Records contained in a dataset:
------

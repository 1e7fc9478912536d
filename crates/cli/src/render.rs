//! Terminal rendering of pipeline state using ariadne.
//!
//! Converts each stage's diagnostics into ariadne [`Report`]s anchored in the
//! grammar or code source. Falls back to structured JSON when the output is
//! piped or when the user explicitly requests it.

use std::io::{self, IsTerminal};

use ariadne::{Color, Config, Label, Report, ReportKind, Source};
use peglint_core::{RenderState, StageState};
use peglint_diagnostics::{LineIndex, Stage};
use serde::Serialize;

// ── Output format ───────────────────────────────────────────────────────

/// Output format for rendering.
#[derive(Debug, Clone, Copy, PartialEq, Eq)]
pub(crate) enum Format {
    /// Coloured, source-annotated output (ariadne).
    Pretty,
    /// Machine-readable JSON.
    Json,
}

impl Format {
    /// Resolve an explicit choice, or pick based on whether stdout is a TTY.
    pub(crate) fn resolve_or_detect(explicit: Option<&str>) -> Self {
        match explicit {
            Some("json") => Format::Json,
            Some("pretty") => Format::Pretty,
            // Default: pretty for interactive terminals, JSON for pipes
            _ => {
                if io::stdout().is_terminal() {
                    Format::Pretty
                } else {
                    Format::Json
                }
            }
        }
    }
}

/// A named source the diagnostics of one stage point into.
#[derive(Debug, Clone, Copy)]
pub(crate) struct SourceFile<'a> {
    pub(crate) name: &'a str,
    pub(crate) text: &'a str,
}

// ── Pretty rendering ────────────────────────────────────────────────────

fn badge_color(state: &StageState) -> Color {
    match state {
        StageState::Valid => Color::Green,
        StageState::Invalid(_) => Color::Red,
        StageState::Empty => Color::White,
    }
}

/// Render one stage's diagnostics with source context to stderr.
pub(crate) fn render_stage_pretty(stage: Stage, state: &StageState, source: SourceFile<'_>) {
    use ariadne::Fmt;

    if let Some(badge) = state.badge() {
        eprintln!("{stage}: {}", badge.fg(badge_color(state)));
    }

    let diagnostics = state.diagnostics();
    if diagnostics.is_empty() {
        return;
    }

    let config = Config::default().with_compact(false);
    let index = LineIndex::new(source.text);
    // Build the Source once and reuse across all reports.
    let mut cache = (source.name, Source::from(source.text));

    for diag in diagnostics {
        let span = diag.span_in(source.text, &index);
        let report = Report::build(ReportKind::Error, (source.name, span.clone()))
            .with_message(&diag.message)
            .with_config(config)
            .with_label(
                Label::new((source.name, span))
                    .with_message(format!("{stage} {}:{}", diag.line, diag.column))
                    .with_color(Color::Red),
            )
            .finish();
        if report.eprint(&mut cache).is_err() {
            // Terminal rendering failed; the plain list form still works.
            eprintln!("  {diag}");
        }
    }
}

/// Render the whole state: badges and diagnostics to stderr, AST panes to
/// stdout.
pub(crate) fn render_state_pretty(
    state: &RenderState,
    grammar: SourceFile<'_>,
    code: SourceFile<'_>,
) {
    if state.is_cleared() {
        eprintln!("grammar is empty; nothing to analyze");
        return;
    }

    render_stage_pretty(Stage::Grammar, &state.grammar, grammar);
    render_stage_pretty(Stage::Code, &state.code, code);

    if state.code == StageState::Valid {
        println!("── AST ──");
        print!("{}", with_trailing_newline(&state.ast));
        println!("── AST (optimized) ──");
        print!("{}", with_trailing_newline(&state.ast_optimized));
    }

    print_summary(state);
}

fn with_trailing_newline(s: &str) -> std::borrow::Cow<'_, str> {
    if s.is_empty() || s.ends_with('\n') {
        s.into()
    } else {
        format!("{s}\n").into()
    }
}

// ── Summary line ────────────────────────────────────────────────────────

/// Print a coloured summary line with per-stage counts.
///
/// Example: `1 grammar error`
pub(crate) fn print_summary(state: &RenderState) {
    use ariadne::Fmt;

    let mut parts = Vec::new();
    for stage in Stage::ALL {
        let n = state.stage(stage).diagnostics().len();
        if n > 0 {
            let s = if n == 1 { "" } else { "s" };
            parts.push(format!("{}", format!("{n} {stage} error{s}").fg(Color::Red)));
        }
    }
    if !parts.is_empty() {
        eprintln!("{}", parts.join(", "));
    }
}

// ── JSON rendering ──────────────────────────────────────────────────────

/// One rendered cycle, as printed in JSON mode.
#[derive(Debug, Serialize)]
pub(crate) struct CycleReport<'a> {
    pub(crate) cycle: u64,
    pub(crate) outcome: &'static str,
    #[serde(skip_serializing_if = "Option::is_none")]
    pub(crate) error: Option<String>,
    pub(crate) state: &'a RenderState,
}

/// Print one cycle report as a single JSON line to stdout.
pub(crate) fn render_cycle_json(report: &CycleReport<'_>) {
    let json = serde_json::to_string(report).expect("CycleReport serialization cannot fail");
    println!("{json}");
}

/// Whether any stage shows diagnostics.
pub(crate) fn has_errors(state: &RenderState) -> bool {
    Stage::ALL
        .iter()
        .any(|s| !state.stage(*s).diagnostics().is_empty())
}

------

A single number is the whole answer: the tally of lines above that contain "stderr".

Written response
2